La duchesse sonna. Ses femmes étaient toujours occupées à faire des malles; la voiture était avancée sous le portique et on la chargeait; tous les domestiques qui n’avaient pas de travail à faire entouraient cette voiture, les larmes aux yeux. La Chékina, qui dans les grandes occasions entrait seule chez la duchesse, lui apprit tous ces détails.

—Fais-les monter, dit la duchesse.

Un instant après elle passa dans la salle d’attente.

—On m’a promis, leur dit-elle, que la sentence contre mon neveu ne serait pas signée par le souverain (c’est ainsi qu’on parle en Italie); je suspens mon départ; nous verrons si mes ennemis auront le crédit de faire changer cette résolution.

Après un petit silence, les domestiques se mirent à crier: «Vive Madame la duchesse!» et applaudirent avec fureur. La duchesse, qui était déjà dans la pièce voisine, reparut comme une actrice applaudie, fit une petite révérence pleine de grâce à ses gens et leur dit:

—Mes amis, je vous remercie.

Si elle eût dit un mot, tous, en ce moment, eussent marché contre le palais pour l’attaquer. Elle fit un signe à un postillon, ancien contrebandier et homme dévoué, qui la suivit.
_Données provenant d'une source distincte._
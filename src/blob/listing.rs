//! Three-tier listing over a flat key space
//!
//! Blob storage has no directories, only keys with a conventional "/"
//! delimiter. The resolver lists containers, derives top-level folder names
//! from keys, or lists the files under one folder.

use crate::blob::models::*;
use crate::blob::store::{BlobStore, PageStream};
use crate::error::Result;
use crate::utils::helpers::{folder_name, normalize_prefix, split_first_segment};
use futures::TryStreamExt;
use serde::Serialize;
use std::collections::BTreeSet;
use std::sync::Arc;
use tracing::{debug, info};

/// What to list
#[derive(Debug, Clone, PartialEq, Eq)]
pub enum ListRequest {
    AllContainers,
    BlobsIn { container: String },
    BlobsWithPrefix { container: String, prefix: String },
}

impl ListRequest {
    /// Map optional command-line values onto a request. Empty strings count
    /// as absent, and a prefix without a container is ignored. The prefix is
    /// reduced to its folder name, so `daily`, `daily/` and ` daily` agree.
    pub fn from_args(container: Option<String>, prefix: Option<String>) -> Self {
        let container = container.filter(|c| !c.trim().is_empty());
        let prefix = prefix
            .map(|p| folder_name(&p).to_string())
            .filter(|p| !p.is_empty());

        match (container, prefix) {
            (None, _) => Self::AllContainers,
            (Some(container), None) => Self::BlobsIn { container },
            (Some(container), Some(prefix)) => Self::BlobsWithPrefix { container, prefix },
        }
    }
}

#[derive(Debug, Clone, Copy, Default, PartialEq, Eq)]
pub struct ListOptions {
    /// Include etag, lease and type columns
    pub verbose: bool,
    /// Stop after this many service pages; `None` walks them all
    pub max_pages: Option<usize>,
}

#[derive(Debug, Clone, PartialEq, Serialize)]
#[serde(tag = "tier", content = "entries", rename_all = "snake_case")]
pub enum Listing {
    Containers(Vec<ContainerEntry>),
    Folders(Vec<String>),
    Files(Vec<FileEntry>),
}

impl Listing {
    pub fn len(&self) -> usize {
        match self {
            Self::Containers(entries) => entries.len(),
            Self::Folders(entries) => entries.len(),
            Self::Files(entries) => entries.len(),
        }
    }

    pub fn is_empty(&self) -> bool {
        self.len() == 0
    }
}

pub struct ListingResolver {
    store: Arc<dyn BlobStore>,
}

impl ListingResolver {
    pub fn new(store: Arc<dyn BlobStore>) -> Self {
        Self { store }
    }

    pub async fn resolve(&self, request: &ListRequest, options: ListOptions) -> Result<Listing> {
        match request {
            ListRequest::AllContainers => self.list_containers(options).await,
            ListRequest::BlobsIn { container } => self.list_folders(container, options).await,
            ListRequest::BlobsWithPrefix { container, prefix } => {
                self.list_files(container, prefix, options).await
            }
        }
    }

    async fn list_containers(&self, options: ListOptions) -> Result<Listing> {
        let containers = collect_pages(self.store.list_containers(), options.max_pages).await?;

        let entries = containers
            .iter()
            .map(|container| project_container(container, options.verbose))
            .collect();

        info!("Successfully listed containers");
        Ok(Listing::Containers(entries))
    }

    async fn list_folders(&self, container: &str, options: ListOptions) -> Result<Listing> {
        let blobs = collect_pages(self.store.list_blobs(container, None), options.max_pages).await?;
        let folders = derive_folders(blobs.iter().map(|blob| blob.name.as_str()));

        info!(container = container, "Successfully listed blobs in container");
        Ok(Listing::Folders(folders))
    }

    async fn list_files(&self, container: &str, prefix: &str, options: ListOptions) -> Result<Listing> {
        let folder = folder_name(prefix);
        if folder.is_empty() {
            return self.list_folders(container, options).await;
        }

        let blobs = collect_pages(
            self.store.list_blobs(container, normalize_prefix(folder)),
            options.max_pages,
        )
        .await?;

        let entries = blobs
            .iter()
            .filter_map(|blob| project_file(blob, folder, options.verbose))
            .collect();

        info!(
            container = container,
            prefix = prefix,
            "Successfully listed blobs in container with prefix"
        );
        Ok(Listing::Files(entries))
    }
}

/// Drain a page stream, following continuations until the service has no
/// more pages or `max_pages` is reached.
pub async fn collect_pages<T>(mut pages: PageStream<'_, T>, max_pages: Option<usize>) -> Result<Vec<T>> {
    let mut items = Vec::new();
    let mut fetched = 0usize;

    while max_pages.map_or(true, |max| fetched < max) {
        match pages.try_next().await? {
            Some(page) => {
                fetched += 1;
                debug!(page = fetched, entries = page.len(), "Fetched listing page");
                items.extend(page);
            }
            None => break,
        }
    }

    Ok(items)
}

/// Distinct, sorted first segments of the given keys.
///
/// Keys without a delimiter are top-level files and contribute nothing.
pub fn derive_folders<'a>(keys: impl IntoIterator<Item = &'a str>) -> Vec<String> {
    keys.into_iter()
        .filter_map(split_first_segment)
        .map(|(folder, _)| folder)
        .filter(|folder| !folder.is_empty())
        .map(str::to_string)
        .collect::<BTreeSet<_>>()
        .into_iter()
        .collect()
}

pub fn project_container(container: &RemoteContainer, verbose: bool) -> ContainerEntry {
    ContainerEntry {
        name: container.name.clone(),
        last_modified: container.last_modified,
        details: verbose.then(|| ContainerDetails {
            etag: container.etag.clone(),
            lease_status: container.lease_status.clone(),
            legal_hold: container.has_legal_hold,
            public_access_level: container.public_access.clone(),
        }),
    }
}

/// Project a blob under `prefix` to a file entry named by the rest of its key.
///
/// The name keeps every segment after the folder: `daily/2024/c.csv` lists as
/// `2024/c.csv`, not just `2024`, so nested files under one folder stay distinct.
/// Returns `None` when the first segment is not exactly `prefix` or nothing
/// follows the delimiter.
pub fn project_file(blob: &RemoteBlob, prefix: &str, verbose: bool) -> Option<FileEntry> {
    let (folder, rest) = split_first_segment(&blob.name)?;
    if folder != prefix || rest.is_empty() {
        return None;
    }

    Some(FileEntry {
        name: rest.to_string(),
        created: blob.created,
        last_modified: blob.last_modified,
        content_type: blob.content_type.clone(),
        content_length: blob.content_length,
        details: verbose.then(|| FileDetails {
            etag: blob.etag.clone(),
            lease_status: blob.lease_status.clone(),
            blob_type: blob.blob_type.clone(),
        }),
    })
}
—Tu vas t’habiller en paysan aisé, tu sortiras de Parme comme tu pourras, tu loueras une sediola et tu iras aussi vite que possible à Bologne. Tu entreras à Bologne en promeneur et par la porte de Florence, et tu remettras à Fabrice, qui est au Pelegrino, un paquet que Chékina va te donner. Fabrice se cache et s’appelle là-bas M. Joseph Bossi; ne va pas le trahir par étourderie, n’aie pas l’air de le connaître; mes ennemis mettront peut-être des espions à tes trousses. Fabrice te renverra ici au bout de quelques heures ou de quelques jours: c’est surtout en revenant qu’il faut redoubler de précautions pour ne pas le trahir.